Nötrofiller, bazofiller ve eozinofiller, her tür beyaz kan hücresidir. Boyaları farklı şekillerde algılama yetenekleri için isimlerini aldılar. Eozinofiller esas olarak asidik boyalara (Kongo kırmızısı, eozin) tepki verir ve kan yaymalarında pembe-turuncudur; bazofiller alkalidir (hematoksilin, metil mavisi), bu nedenle lekelerde mavi-mor görünürler; nötrofiller hem bunları hem de diğerlerini algılar, bu nedenle gri-mor bir renkle boyanırlar. Olgun nötrofillerin çekirdekleri bölümlere ayrılır, yani daralmaları vardır (bu nedenle bunlara bölümlü denir), olgunlaşmamış hücrelerin çekirdeklerine bıçak denir. Nötrofillerin (mikrofagositler) isimlerinden biri, mikroorganizmaları fagosite etme yeteneklerini gösterir, ancak makrofajlardan daha küçük miktarlarda. Nötrofiller bakteri, mantar ve protozoanın vücuda girmesine karşı koruma sağlar. Bu hücreler ölü doku hücrelerini yok eder, eski kırmızı kan hücrelerini uzaklaştırır ve yara yüzeyini temizler. Ayrıntılı bir kan testi değerlendirilirken, iltihaplanma sürecinin bir işareti, nötrofil sayısındaki artışla lökosit formülünde sola kaymadır.

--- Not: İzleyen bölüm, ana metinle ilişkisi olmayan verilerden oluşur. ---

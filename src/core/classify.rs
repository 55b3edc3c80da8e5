//! Technical-string classifier.
//!
//! Precedence is fixed: exact exclusion list, then regex families, then the
//! bare-identifier-in-technical-context rule. The last rule is a policy
//! table: which lines count as technical, and which UI-context triggers it
//! tightens, are both configurable.

use std::collections::HashSet;

use anyhow::{Context, Result};
use regex::Regex;

use crate::core::patterns::{
    BARE_IDENTIFIER_REGEX, DEFAULT_TECHNICAL_CONTEXT_PATTERNS, IGNORE_EXACT, TECHNICAL_PATTERNS,
};

/// Default triggers the technical-context rule applies to.
pub const DEFAULT_CONTEXT_TRIGGERS: &[&str] = &["value"];

#[derive(Debug, Clone)]
pub struct Classifier {
    extra_ignore_texts: HashSet<String>,
    context_patterns: Vec<Regex>,
    context_triggers: HashSet<String>,
}

impl Default for Classifier {
    fn default() -> Self {
        Self {
            extra_ignore_texts: HashSet::new(),
            context_patterns: DEFAULT_TECHNICAL_CONTEXT_PATTERNS
                .iter()
                .map(|p| Regex::new(p).unwrap())
                .collect(),
            context_triggers: DEFAULT_CONTEXT_TRIGGERS
                .iter()
                .map(|t| t.to_string())
                .collect(),
        }
    }
}

impl Classifier {
    /// Build a classifier extending the built-in tables.
    ///
    /// `extra_context_patterns` are appended to the default technical-context
    /// family; `context_triggers` replaces the default trigger list.
    pub fn new(
        extra_ignore_texts: &[String],
        extra_context_patterns: &[String],
        context_triggers: &[String],
    ) -> Result<Self> {
        let mut classifier = Self::default();
        classifier
            .extra_ignore_texts
            .extend(extra_ignore_texts.iter().map(|t| t.trim().to_lowercase()));
        for pattern in extra_context_patterns {
            let regex = Regex::new(pattern)
                .with_context(|| format!("Invalid technical context pattern: \"{}\"", pattern))?;
            classifier.context_patterns.push(regex);
        }
        classifier.context_triggers = context_triggers.iter().cloned().collect();
        Ok(classifier)
    }

    /// Whether the technical-context rule is applied to literals attributed
    /// to the given UI-context trigger.
    pub fn applies_context(&self, pattern_name: &str) -> bool {
        self.context_triggers.contains(pattern_name)
    }

    /// True if the whole line is a header block, an HTTP call site or a
    /// multipart body.
    pub fn is_technical_context(&self, line: &str) -> bool {
        self.context_patterns.iter().any(|p| p.is_match(line))
    }

    /// Decide whether `text` is technical noise rather than UI text.
    pub fn is_technical(&self, text: &str, line_context: Option<&str>) -> bool {
        let trimmed = text.trim();
        let lowered = trimmed.to_lowercase();

        if IGNORE_EXACT.contains(trimmed)
            || IGNORE_EXACT.contains(lowered.as_str())
            || self.extra_ignore_texts.contains(lowered.as_str())
        {
            return true;
        }

        if TECHNICAL_PATTERNS.iter().any(|p| p.is_match(trimmed)) {
            return true;
        }

        if let Some(line) = line_context
            && self.is_technical_context(line)
            && BARE_IDENTIFIER_REGEX.is_match(trimmed)
        {
            return true;
        }

        false
    }
}

#[cfg(test)]
mod tests {
    use crate::core::classify::*;
    use crate::core::patterns::IGNORE_EXACT;

    #[test]
    fn test_exact_exclusions_are_always_technical() {
        let classifier = Classifier::default();
        for text in IGNORE_EXACT.iter() {
            assert!(classifier.is_technical(text, None), "{:?}", text);
            assert!(
                classifier.is_technical(text, Some(r#"title = "x""#)),
                "{:?}",
                text
            );
        }
    }

    #[test]
    fn test_exact_exclusions_ignore_case_and_padding() {
        let classifier = Classifier::default();
        assert!(classifier.is_technical("  Cancel ", None));
        assert!(classifier.is_technical("WARNING", None));
        assert!(classifier.is_technical("True", None));
    }

    #[test]
    fn test_technical_shapes() {
        let classifier = Classifier::default();
        for text in [
            "https://piwigo.org",
            "http://localhost",
            "1.2.3-beta",
            "application/octet-stream",
            "image/jpeg",
            "pwg.images.addSimple",
            "remote_id",
            "length",
            "Content-Disposition",
            "LrPathUtils",
            "DEBUG: response",
            "/tmp/export",
            "\\server\\share",
            "12345",
            "123e4567-e89b-12d3-a456-426614174000",
        ] {
            assert!(classifier.is_technical(text, None), "{:?}", text);
        }
    }

    #[test]
    fn test_ui_text_is_not_technical() {
        let classifier = Classifier::default();
        for text in [
            "Cannot upload",
            "Delete this album?",
            "Connection NOT successful",
            "Upload photos to Piwigo",
            "Album",
            "a very long lowercase sentence",
        ] {
            assert!(!classifier.is_technical(text, None), "{:?}", text);
        }
    }

    #[test]
    fn test_bare_identifier_rejected_in_technical_context() {
        let classifier = Classifier::default();
        let line = r#"{ field = "X-Requested-With", value = "XMLHttpRequest" }"#;
        assert!(classifier.is_technical("XMLHttpRequest", Some(line)));
        assert!(!classifier.is_technical("XMLHttpRequest", None));
        assert!(!classifier.is_technical("Upload failed", Some(line)));
    }

    #[test]
    fn test_context_requires_technical_line() {
        let classifier = Classifier::default();
        assert!(!classifier.is_technical("Landscape", Some(r#"value = "Landscape""#)));
        assert!(classifier.is_technical(
            "Landscape",
            Some(r#"LrHttp.post(url, body, { value = "Landscape" })"#)
        ));
    }

    #[test]
    fn test_configured_policy() {
        let classifier = Classifier::new(
            &["Piwigo".to_string()],
            &[r"\bapiParams\b".to_string()],
            &["value".to_string(), "label".to_string()],
        )
        .unwrap();
        assert!(classifier.is_technical("Piwigo", None));
        assert!(classifier.applies_context("label"));
        assert!(!classifier.applies_context("title"));
        assert!(classifier.is_technical("Sort", Some(r#"apiParams = { value = "Sort" }"#)));
    }

    #[test]
    fn test_configured_ignore_texts_ignore_case_and_padding() {
        let classifier = Classifier::new(&["  PIWIGO ".to_string()], &[], &[]).unwrap();
        assert!(classifier.is_technical("Piwigo", None));
        assert!(classifier.is_technical(" PiWiGo ", None));
        assert!(!classifier.is_technical("Piwigo album", None));
    }

    #[test]
    fn test_invalid_context_pattern_fails() {
        let result = Classifier::new(&[], &["(unclosed".to_string()], &[]);
        assert!(result.is_err());
        assert!(result.unwrap_err().to_string().contains("(unclosed"));
    }
}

Makrofajlar (aynı zamanda fagositlerdir) - "yiyiciler" yabancı vücutlar ve bağışıklık sisteminin en eski hücreleri. Makrofajlar monositlerden (bir tür beyaz kan hücresi) gelir. Gelişimin ilk aşamalarını kemik iliğinde geçirirler ve daha sonra monositler (yuvarlak hücreler) şeklinde bırakırlar ve belirli bir süre kanda dolaşırlar. Kan dolaşımından, yuvarlak şekillerini diğerine değiştirdikleri tüm doku ve organlara süreçlerle girerler. Bu formda hareketlilik kazanırlar ve potansiyel olarak yabancı cisimlere yapışabilirler. Bazı yabancı maddeleri tanırlar ve bunları T lenfositlere, bunları da B lenfositlerine bildirirler. Daha sonra B-lenfositleri, fagosit hücresinin ve T-lenfositin hakkında "bildirdiği" ajana karşı antikorlar - immünoglobulinler üretmeye başlar. Sedanter makrofajlar, bir kişinin hemen hemen tüm dokularında ve organlarında bulunabilir, bu da bağışıklık sisteminin vücudun herhangi bir yerine giren herhangi bir antijene eşdeğer bir yanıt sağlar. Makrofajlar sadece vücuda dışarıdan giren mikroorganizmaları ve yabancı kimyasal zehirleri değil, aynı zamanda kendi vücudunun ürettiği ölü hücreleri veya toksinleri de (endotoksinler) ortadan kaldırır. Milyonlarca makrofaj onları çevreler, emer ve vücuttan uzaklaştırmak için çözülür. Kan hücrelerinin fagositik aktivitesinde bir azalma, kronik bir inflamatuar sürecin gelişmesine ve vücudun kendi dokularına karşı saldırganlığın ortaya çıkmasına (otoimmün süreçlerin ortaya çıkması) katkıda bulunur. Fagositoz baskılandığında, vücuttan immün komplekslerin yıkımı ve uzaklaştırılmasının işlevsizliği de gözlenir.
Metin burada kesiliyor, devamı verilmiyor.